Part of being an SRE is engaging with other teams. Our infrastructure consists of hundreds of interconnected applications, so it’s rare that you’ll run into an issue that isn’t shared by multiple teams. Even if it’s a problem with your own application, it nearly always impacts someone else, either upstream or downstream. This is one of the reasons that LinkedIn’s career progression path documents specifically call out an increasing amount of interaction with teams both inside and outside of the company. As an example, some of my responsibilities that are not directly related to the application I run include leading our Site Reliability Technology Leadership Group, developing new standards for incident management across the entire company, and taking advantage of wonderful opportunities like these to talk with my peers in the industry about both Apache Kafka and site reliability engineering.
But when you make it a priority for your SREs to constantly improve themselves, and you must, you also need to accept that sometimes you need to let them go. At LinkedIn we frequently use the phrase “next play”. For any sports fans, the origin of this phrase is with college basketball, and a coach who would constantly emphasize “next play” every time his team completed a sequence. For us, it’s the same – you completed that project? Great, what’s the next play? But it also refers to your personal next play. As individuals, we must be constantly aware of what we need in our career, what the next logical step is. Sometimes this is movement within the company to a new team, and we make this very easy with clear guidelines and open doors for discussion. Sometimes it’s at another company. Either way, everyone must feel comfortable with discussing this with their management without fear, and management must support their engineers with making the changes that are right for that person first.
The most important thing to remember, though, is that culture starts at the top. I wouldn’t work here if I didn’t trust our entire team, from Satya Nadella on down. LinkedIn’s values are fully supported by Jeff, Kevin, and Mohak. Our site reliability organization has been built by David, Bruno Connelly, and the teams they have built. David Henke had something else that he said that I’d like to leave you with. You are only as good as your lieutenants. Leadership builds the team that supports their vision, and needs to trust them to execute on it. If nothing else, walk out of this room understanding that you need to be the change you wish to see in your company.

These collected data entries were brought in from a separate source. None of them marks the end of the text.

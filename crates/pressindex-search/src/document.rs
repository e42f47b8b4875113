//! Document normalization from repository posts to prepared documents.
//!
//! Converts a [`Post`] into the ordered field/value pairs of an add command:
//! fixed fields in schema order, then taxonomy terms, then allow-listed meta.
//! The `prepared_fields` hook runs last and may override anything.

use std::sync::{Arc, LazyLock};

use chrono::NaiveDateTime;
use regex::Regex;
use tracing::{debug, warn};

use pressindex_types::{
    ContentRepository, Hooks, MetaEntry, MetaValue, Post, PreparedDocument, ZERO_DATE,
};

use crate::error::SearchError;
use crate::schema::{
    FIELD_MENU_ORDER, FIELD_PERMALINK, FIELD_POST_AUTHOR, FIELD_POST_CONTENT,
    FIELD_POST_CONTENT_FILTERED, FIELD_POST_DATE, FIELD_POST_EXCERPT, FIELD_POST_ID,
    FIELD_POST_TITLE, FIELD_POST_TYPE,
};

/// Format of repository dates.
pub const POST_DATE_FORMAT: &str = "%Y-%m-%d %H:%M:%S";

static SCRIPT_STYLE_RE: LazyLock<Regex> = LazyLock::new(|| {
    Regex::new(r"(?is)<script[^>]*>.*?</script\s*>|<style[^>]*>.*?</style\s*>")
        .expect("Invalid script/style regex")
});

static TAG_RE: LazyLock<Regex> =
    LazyLock::new(|| Regex::new(r"(?s)<[^>]*>").expect("Invalid tag regex"));

static WHITESPACE_RE: LazyLock<Regex> =
    LazyLock::new(|| Regex::new(r"\s+").expect("Invalid whitespace regex"));

/// Remove markup from `html`.
///
/// `<script>` and `<style>` elements are dropped with their contents, every
/// other tag is dropped, and whitespace runs collapse to one space.
pub fn strip_all_tags(html: &str) -> String {
    let without_code = SCRIPT_STYLE_RE.replace_all(html, "");
    let without_tags = TAG_RE.replace_all(&without_code, "");
    WHITESPACE_RE
        .replace_all(&without_tags, " ")
        .trim()
        .to_string()
}

/// Unix timestamp (UTC) for a repository date.
///
/// `None` for the zero-date sentinel or anything that does not parse.
pub fn parse_post_date(raw: &str) -> Option<i64> {
    let raw = raw.trim();
    if raw.is_empty() || raw == ZERO_DATE {
        return None;
    }
    NaiveDateTime::parse_from_str(raw, POST_DATE_FORMAT)
        .ok()
        .map(|dt| dt.and_utc().timestamp())
}

/// Turns repository posts into prepared documents.
pub struct DocumentNormalizer {
    repository: Arc<dyn ContentRepository>,
    hooks: Arc<Hooks>,
    indexable_taxonomies: Vec<String>,
    indexable_meta_keys: Vec<String>,
}

impl DocumentNormalizer {
    pub fn new(
        repository: Arc<dyn ContentRepository>,
        hooks: Arc<Hooks>,
        indexable_taxonomies: Vec<String>,
        indexable_meta_keys: Vec<String>,
    ) -> Self {
        Self {
            repository,
            hooks,
            indexable_taxonomies,
            indexable_meta_keys,
        }
    }

    /// Fetch a post, mapping a missing id to [`SearchError::DocumentNotFound`].
    pub fn fetch(&self, post_id: u64) -> Result<Post, SearchError> {
        self.repository
            .get_post(post_id)?
            .ok_or(SearchError::DocumentNotFound(post_id))
    }

    /// Fetch and prepare one post.
    pub fn prepare(&self, post_id: u64) -> Result<PreparedDocument, SearchError> {
        let post = self.fetch(post_id)?;
        self.prepare_post(&post)
    }

    /// Prepare an already fetched post.
    pub fn prepare_post(&self, post: &Post) -> Result<PreparedDocument, SearchError> {
        let mut doc = PreparedDocument::new();

        let rendered = self.hooks.content.apply(post.content.clone(), post);

        doc.push(FIELD_POST_TITLE, post.title.as_str());
        doc.push(FIELD_POST_CONTENT, strip_all_tags(&post.content));
        doc.push(FIELD_POST_CONTENT_FILTERED, strip_all_tags(&rendered));
        doc.push(FIELD_POST_EXCERPT, strip_all_tags(&post.excerpt));
        doc.push(FIELD_POST_TYPE, post.post_type.as_str());
        doc.push(FIELD_POST_AUTHOR, self.author_name(post));
        doc.push(FIELD_POST_ID, post.id);
        doc.push(FIELD_MENU_ORDER, post.menu_order.unsigned_abs());
        doc.push(FIELD_PERMALINK, post.permalink.as_str());
        match parse_post_date(&post.date) {
            Some(ts) => doc.push(FIELD_POST_DATE, ts),
            None => debug!(post_id = post.id, date = %post.date, "Omitting invalid post date"),
        }

        for (taxonomy, terms) in self.prepare_terms(post) {
            doc.push(taxonomy, terms);
        }

        for entry in self.prepare_meta(post)? {
            doc.push(entry.key, entry.value.as_str());
        }

        Ok(self.hooks.prepared_fields.apply(doc, post))
    }

    /// Flattened `(taxonomy, "a,b,c")` pairs, after the `prepared_terms` hook.
    ///
    /// Taxonomies without terms on this post are omitted.
    pub fn prepare_terms(&self, post: &Post) -> Vec<(String, String)> {
        let taxonomies = self
            .hooks
            .indexable_taxonomies
            .apply(self.indexable_taxonomies.clone(), post);

        let terms = taxonomies
            .into_iter()
            .filter_map(|taxonomy| {
                let names: Vec<&str> = post
                    .terms_for(&taxonomy)
                    .iter()
                    .map(|t| t.name.as_str())
                    .collect();
                if names.is_empty() {
                    return None;
                }
                let joined = names.join(",").trim_start().to_string();
                Some((taxonomy, joined))
            })
            .collect();

        self.hooks.prepared_terms.apply(terms, post)
    }

    /// Allow-listed metadata entries in allow-list order.
    pub fn prepare_meta(&self, post: &Post) -> Result<Vec<MetaEntry>, SearchError> {
        let mut entries = Vec::new();
        for key in &self.indexable_meta_keys {
            if let Some(raw) = post.meta.get(key) {
                entries.push(MetaEntry::new(key.as_str(), MetaValue::from_json(raw)?));
            }
        }
        Ok(entries)
    }

    fn author_name(&self, post: &Post) -> String {
        match self.repository.author_display_name(post.author_id) {
            Ok(Some(name)) => name,
            Ok(None) => String::new(),
            Err(e) => {
                warn!(post_id = post.id, author_id = post.author_id, error = %e, "Author lookup failed");
                String::new()
            }
        }
    }
}

#[cfg(test)]
mod tests {
    use super::*;
    use pressindex_types::{FieldValue, InMemoryRepository};
    use serde_json::json;

    fn normalizer_with(
        posts: Vec<Post>,
        hooks: Hooks,
        taxonomies: &[&str],
        meta_keys: &[&str],
    ) -> DocumentNormalizer {
        let repo = InMemoryRepository::with_posts(posts);
        repo.set_author(3, "Grace Hopper");
        DocumentNormalizer::new(
            Arc::new(repo),
            Arc::new(hooks),
            taxonomies.iter().map(|s| s.to_string()).collect(),
            meta_keys.iter().map(|s| s.to_string()).collect(),
        )
    }

    fn sample_post() -> Post {
        Post::new(42, "Hello <b>World</b>")
            .with_content("<p>Some   <em>rich</em>\n text</p><script>alert(1)</script>")
            .with_excerpt("<i>Short</i> excerpt")
            .with_permalink("https://example.com/hello")
            .with_author(3)
            .with_date("2024-01-15 10:30:00")
            .with_menu_order(-4)
    }

    #[test]
    fn test_strip_all_tags() {
        assert_eq!(
            strip_all_tags("<p>One</p>\n\n<style>p { color: red }</style><div>two  three</div>"),
            "One two three"
        );
        assert_eq!(strip_all_tags("  plain  "), "plain");
        assert_eq!(strip_all_tags("<SCRIPT type=\"x\">var a;</SCRIPT>kept"), "kept");
    }

    #[test]
    fn test_parse_post_date() {
        assert_eq!(parse_post_date("1970-01-01 00:00:10"), Some(10));
        assert_eq!(parse_post_date("2024-01-15 10:30:00"), Some(1_705_314_600));
        assert_eq!(parse_post_date(ZERO_DATE), None);
        assert_eq!(parse_post_date("yesterday"), None);
        assert_eq!(parse_post_date(""), None);
    }

    #[test]
    fn test_prepare_fixed_fields_in_schema_order() {
        let normalizer = normalizer_with(vec![sample_post()], Hooks::new(), &[], &[]);
        let doc = normalizer.prepare(42).unwrap();

        assert_eq!(
            doc.names(),
            vec![
                "post_title",
                "post_content",
                "post_content_filtered",
                "post_excerpt",
                "post_type",
                "post_author",
                "post_id",
                "menu_order",
                "permalink",
                "post_date",
            ]
        );
        assert_eq!(doc.get("post_title"), Some(&FieldValue::from("Hello <b>World</b>")));
        assert_eq!(doc.get("post_content"), Some(&FieldValue::from("Some rich text")));
        assert_eq!(doc.get("post_excerpt"), Some(&FieldValue::from("Short excerpt")));
        assert_eq!(doc.get("post_author"), Some(&FieldValue::from("Grace Hopper")));
        assert_eq!(doc.get("post_id"), Some(&FieldValue::Number(42)));
        assert_eq!(doc.get("menu_order"), Some(&FieldValue::Number(4)));
        assert_eq!(doc.get("post_date"), Some(&FieldValue::Number(1_705_314_600)));
    }

    #[test]
    fn test_content_hook_feeds_filtered_content() {
        let mut hooks = Hooks::new();
        hooks
            .content
            .add(|content, _post| content.replace("[gallery]", "<div>Gallery</div>"));

        let post = Post::new(1, "T").with_content("Intro [gallery]");
        let normalizer = normalizer_with(vec![post], hooks, &[], &[]);
        let doc = normalizer.prepare(1).unwrap();

        assert_eq!(doc.get("post_content"), Some(&FieldValue::from("Intro [gallery]")));
        assert_eq!(
            doc.get("post_content_filtered"),
            Some(&FieldValue::from("Intro Gallery"))
        );
    }

    #[test]
    fn test_unknown_author_is_empty() {
        let post = Post::new(1, "T").with_author(99);
        let normalizer = normalizer_with(vec![post], Hooks::new(), &[], &[]);
        let doc = normalizer.prepare(1).unwrap();
        assert_eq!(doc.get("post_author"), Some(&FieldValue::from("")));
    }

    #[test]
    fn test_null_date_omitted() {
        let zero = Post::new(1, "Zero").with_date(ZERO_DATE);
        let junk = Post::new(2, "Junk").with_date("not a date");
        let normalizer = normalizer_with(vec![zero, junk], Hooks::new(), &[], &[]);

        assert!(!normalizer.prepare(1).unwrap().contains("post_date"));
        assert!(!normalizer.prepare(2).unwrap().contains("post_date"));
    }

    #[test]
    fn test_missing_post() {
        let normalizer = normalizer_with(vec![], Hooks::new(), &[], &[]);
        assert!(matches!(
            normalizer.prepare(7),
            Err(SearchError::DocumentNotFound(7))
        ));
    }

    #[test]
    fn test_terms_joined_and_empty_taxonomies_omitted() {
        let post = Post::new(1, "T")
            .with_terms("category", &[" News", "Rust"])
            .with_terms("post_tag", &[]);
        let normalizer =
            normalizer_with(vec![post], Hooks::new(), &["category", "post_tag", "genre"], &[]);

        let post = normalizer.fetch(1).unwrap();
        assert_eq!(
            normalizer.prepare_terms(&post),
            vec![("category".to_string(), "News,Rust".to_string())]
        );

        let doc = normalizer.prepare(1).unwrap();
        assert!(!doc.contains("post_tag"));
        assert!(!doc.contains("genre"));
        assert_eq!(doc.names().last(), Some(&"category"));
    }

    #[test]
    fn test_indexable_taxonomies_hook_sees_post() {
        let mut hooks = Hooks::new();
        hooks.indexable_taxonomies.add(|mut taxonomies, post| {
            if post.post_type == "page" {
                taxonomies.clear();
            }
            taxonomies
        });

        let page = Post::new(1, "P").with_type("page").with_terms("category", &["A"]);
        let post = Post::new(2, "Q").with_terms("category", &["A"]);
        let normalizer = normalizer_with(vec![page, post], hooks, &["category"], &[]);

        assert!(!normalizer.prepare(1).unwrap().contains("category"));
        assert!(normalizer.prepare(2).unwrap().contains("category"));
    }

    #[test]
    fn test_meta_allow_list() {
        let post = Post::new(1, "T")
            .with_date("2024-01-01 00:00:00")
            .with_meta("secret", json!("hidden"))
            .with_meta("sizes", json!(["s", "m"]))
            .with_meta("color", json!("red"))
            .with_meta("stock", json!(12))
            .with_meta("featured", json!(true));
        let normalizer =
            normalizer_with(vec![post], Hooks::new(), &[], &["sizes", "color", "stock", "featured"]);

        let doc = normalizer.prepare(1).unwrap();
        assert!(!doc.contains("secret"));
        assert_eq!(doc.get("sizes"), Some(&FieldValue::from(r#"["s","m"]"#)));
        assert_eq!(doc.get("color"), Some(&FieldValue::from("red")));
        assert_eq!(doc.get("stock"), Some(&FieldValue::from("12")));
        assert_eq!(doc.get("featured"), Some(&FieldValue::from("1")));
        assert_eq!(&doc.names()[10..], &["sizes", "color", "stock", "featured"]);

        let post = normalizer.fetch(1).unwrap();
        let meta = normalizer.prepare_meta(&post).unwrap();
        assert!(meta[0].value.is_composite());
        assert!(!meta[1].value.is_composite());
    }

    #[test]
    fn test_prepared_fields_hook_runs_last() {
        let mut hooks = Hooks::new();
        hooks.prepared_fields.add(|mut doc, post| {
            doc.set("post_title", format!("#{} override", post.id));
            doc.push("extra", "value");
            doc
        });

        let normalizer = normalizer_with(vec![Post::new(5, "Original")], hooks, &[], &[]);
        let doc = normalizer.prepare(5).unwrap();
        assert_eq!(doc.get("post_title"), Some(&FieldValue::from("#5 override")));
        assert_eq!(doc.names().last(), Some(&"extra"));
    }

    #[test]
    fn test_prepared_terms_hook() {
        let mut hooks = Hooks::new();
        hooks.prepared_terms.add(|mut terms, _post| {
            terms.push(("series".to_string(), "Intro".to_string()));
            terms
        });

        let post = Post::new(1, "T").with_terms("category", &["News"]);
        let normalizer = normalizer_with(vec![post], hooks, &["category"], &[]);
        let doc = normalizer.prepare(1).unwrap();
        assert_eq!(doc.get("series"), Some(&FieldValue::from("Intro")));
    }
}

If you have more questions about SRE at LinkedIn, I encourage you to check out Ben’s post series titled Every Day is Monday in Operations. He collaborated with David Henke on this, and you’ll find it published on LinkedIn, of course. You should also check out Site Reliability Engineering, published by O’Reilly Media, which was authored by several SREs at Google. Keep in mind, of course, that neither of these will tell you exactly how SRE is supposed to work. They will only tell you how it works at LinkedIn and Google. You’ll need to take that information and figure out how it should look for you.